Stored data
..........
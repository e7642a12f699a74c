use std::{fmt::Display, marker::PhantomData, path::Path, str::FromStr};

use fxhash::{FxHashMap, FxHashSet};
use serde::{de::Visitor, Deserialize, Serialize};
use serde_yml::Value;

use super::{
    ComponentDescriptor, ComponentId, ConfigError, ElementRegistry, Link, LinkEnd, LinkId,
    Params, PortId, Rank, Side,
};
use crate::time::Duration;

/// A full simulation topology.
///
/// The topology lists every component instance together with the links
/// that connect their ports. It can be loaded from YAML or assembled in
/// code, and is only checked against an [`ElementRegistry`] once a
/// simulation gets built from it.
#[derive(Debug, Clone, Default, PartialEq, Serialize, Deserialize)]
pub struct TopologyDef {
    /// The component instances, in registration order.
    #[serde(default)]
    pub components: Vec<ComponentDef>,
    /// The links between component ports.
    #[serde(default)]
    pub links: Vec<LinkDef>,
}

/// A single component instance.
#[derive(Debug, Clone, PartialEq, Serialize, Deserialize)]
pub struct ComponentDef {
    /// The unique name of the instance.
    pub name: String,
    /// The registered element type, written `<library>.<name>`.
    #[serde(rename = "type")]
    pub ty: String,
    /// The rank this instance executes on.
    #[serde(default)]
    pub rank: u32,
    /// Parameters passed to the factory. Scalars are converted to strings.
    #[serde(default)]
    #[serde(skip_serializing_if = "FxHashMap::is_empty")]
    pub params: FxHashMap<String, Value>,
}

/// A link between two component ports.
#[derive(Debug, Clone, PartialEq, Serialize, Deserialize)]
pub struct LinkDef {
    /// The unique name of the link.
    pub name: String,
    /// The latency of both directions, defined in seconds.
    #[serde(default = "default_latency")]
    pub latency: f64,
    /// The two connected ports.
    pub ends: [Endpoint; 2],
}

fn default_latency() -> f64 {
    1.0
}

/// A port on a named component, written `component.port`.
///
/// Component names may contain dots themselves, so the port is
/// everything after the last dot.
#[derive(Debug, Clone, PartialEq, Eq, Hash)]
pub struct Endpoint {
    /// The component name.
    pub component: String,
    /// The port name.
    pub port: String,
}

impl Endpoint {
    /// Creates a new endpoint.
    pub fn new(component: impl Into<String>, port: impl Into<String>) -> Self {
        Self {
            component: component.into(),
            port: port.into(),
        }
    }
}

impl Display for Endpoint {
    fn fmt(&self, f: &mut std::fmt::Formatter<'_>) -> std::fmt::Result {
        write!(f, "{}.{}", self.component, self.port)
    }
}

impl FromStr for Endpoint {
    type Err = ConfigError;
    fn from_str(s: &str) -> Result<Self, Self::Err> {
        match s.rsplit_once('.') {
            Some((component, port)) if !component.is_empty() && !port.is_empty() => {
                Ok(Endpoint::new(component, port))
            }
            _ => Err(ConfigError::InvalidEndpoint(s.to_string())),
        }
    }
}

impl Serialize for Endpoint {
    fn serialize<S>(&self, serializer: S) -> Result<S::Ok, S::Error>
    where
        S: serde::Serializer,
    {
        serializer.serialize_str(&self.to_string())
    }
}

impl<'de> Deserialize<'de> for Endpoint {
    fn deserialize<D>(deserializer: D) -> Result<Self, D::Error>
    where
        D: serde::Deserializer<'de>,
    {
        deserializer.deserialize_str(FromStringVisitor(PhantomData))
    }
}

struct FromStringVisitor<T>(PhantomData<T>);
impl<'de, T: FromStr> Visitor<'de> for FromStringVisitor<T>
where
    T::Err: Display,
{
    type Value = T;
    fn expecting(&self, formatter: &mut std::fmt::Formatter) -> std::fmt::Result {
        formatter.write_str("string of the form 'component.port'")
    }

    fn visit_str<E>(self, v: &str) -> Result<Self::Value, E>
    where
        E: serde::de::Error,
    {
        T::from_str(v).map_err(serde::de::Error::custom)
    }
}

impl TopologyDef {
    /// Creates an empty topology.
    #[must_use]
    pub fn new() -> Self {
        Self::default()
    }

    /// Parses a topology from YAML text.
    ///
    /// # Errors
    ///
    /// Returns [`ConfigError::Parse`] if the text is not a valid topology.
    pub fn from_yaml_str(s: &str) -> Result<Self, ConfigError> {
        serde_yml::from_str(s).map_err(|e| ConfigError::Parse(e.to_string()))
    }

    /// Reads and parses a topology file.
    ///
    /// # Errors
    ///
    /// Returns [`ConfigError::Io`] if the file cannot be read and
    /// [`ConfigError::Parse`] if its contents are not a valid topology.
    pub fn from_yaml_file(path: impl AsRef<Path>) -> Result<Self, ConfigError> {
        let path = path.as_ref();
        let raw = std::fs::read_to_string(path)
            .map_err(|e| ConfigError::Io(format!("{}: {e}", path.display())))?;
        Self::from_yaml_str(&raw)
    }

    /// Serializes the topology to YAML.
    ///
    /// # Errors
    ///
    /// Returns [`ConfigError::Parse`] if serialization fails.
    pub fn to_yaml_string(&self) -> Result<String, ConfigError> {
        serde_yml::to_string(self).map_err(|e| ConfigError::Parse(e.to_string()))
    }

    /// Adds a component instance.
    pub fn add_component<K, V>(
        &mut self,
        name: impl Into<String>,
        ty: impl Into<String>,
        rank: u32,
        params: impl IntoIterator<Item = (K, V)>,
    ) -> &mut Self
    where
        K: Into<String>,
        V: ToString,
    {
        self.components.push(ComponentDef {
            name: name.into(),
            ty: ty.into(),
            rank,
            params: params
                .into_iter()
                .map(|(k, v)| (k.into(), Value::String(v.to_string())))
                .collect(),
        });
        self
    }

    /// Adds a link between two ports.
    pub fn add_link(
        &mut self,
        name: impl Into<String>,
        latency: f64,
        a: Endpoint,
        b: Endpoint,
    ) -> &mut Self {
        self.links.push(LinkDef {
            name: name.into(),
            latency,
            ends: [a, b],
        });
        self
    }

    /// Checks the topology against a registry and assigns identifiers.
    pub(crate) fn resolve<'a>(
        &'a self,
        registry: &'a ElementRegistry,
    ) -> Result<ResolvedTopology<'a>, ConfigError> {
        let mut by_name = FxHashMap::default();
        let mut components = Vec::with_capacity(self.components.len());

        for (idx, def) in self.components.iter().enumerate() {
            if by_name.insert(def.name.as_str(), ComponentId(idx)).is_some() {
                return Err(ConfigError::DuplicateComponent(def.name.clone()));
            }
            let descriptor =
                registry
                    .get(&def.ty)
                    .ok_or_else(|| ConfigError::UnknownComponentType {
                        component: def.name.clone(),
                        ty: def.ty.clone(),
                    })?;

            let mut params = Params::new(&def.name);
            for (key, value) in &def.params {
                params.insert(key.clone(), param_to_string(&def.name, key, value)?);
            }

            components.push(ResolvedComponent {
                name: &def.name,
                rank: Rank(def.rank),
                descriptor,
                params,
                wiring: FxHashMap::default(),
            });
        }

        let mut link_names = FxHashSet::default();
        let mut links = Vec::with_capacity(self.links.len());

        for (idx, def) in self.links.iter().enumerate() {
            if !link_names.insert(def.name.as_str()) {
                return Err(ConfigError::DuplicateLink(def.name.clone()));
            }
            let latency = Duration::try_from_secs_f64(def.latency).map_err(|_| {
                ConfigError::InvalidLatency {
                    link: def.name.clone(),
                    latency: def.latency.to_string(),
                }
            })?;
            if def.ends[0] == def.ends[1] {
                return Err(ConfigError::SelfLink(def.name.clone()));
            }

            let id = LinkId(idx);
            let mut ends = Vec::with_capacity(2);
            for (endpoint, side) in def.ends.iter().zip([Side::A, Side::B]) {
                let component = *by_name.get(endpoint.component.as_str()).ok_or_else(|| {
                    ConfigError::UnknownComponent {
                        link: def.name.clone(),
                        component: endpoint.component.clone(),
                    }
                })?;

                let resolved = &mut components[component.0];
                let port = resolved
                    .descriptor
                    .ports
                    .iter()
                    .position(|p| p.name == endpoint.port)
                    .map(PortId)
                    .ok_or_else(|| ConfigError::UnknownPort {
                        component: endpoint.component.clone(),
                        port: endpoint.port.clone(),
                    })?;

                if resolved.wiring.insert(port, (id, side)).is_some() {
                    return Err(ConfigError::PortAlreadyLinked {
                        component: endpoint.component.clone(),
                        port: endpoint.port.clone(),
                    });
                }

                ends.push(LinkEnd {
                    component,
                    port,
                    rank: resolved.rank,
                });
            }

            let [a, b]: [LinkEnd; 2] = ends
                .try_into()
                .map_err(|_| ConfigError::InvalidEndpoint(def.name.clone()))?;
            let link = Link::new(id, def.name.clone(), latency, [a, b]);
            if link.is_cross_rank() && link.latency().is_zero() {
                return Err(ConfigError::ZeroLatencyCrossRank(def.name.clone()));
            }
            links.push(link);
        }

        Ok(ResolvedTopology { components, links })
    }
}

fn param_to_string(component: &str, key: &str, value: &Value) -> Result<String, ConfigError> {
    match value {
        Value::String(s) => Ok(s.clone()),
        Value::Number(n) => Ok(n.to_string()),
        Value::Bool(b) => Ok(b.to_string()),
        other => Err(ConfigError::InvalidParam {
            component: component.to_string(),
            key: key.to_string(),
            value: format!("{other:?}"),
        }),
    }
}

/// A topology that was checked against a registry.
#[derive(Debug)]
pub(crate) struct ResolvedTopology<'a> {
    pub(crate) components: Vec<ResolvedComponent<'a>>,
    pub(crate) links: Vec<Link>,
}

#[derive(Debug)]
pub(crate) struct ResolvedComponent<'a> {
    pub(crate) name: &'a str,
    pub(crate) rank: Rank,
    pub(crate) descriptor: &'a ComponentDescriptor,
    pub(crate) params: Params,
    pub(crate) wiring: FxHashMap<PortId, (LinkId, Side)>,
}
..........
▸ **What is needed**
Pull out each line of the records holding the string "TopologyDef".

▸ **Result**
pub struct TopologyDef {
impl TopologyDef {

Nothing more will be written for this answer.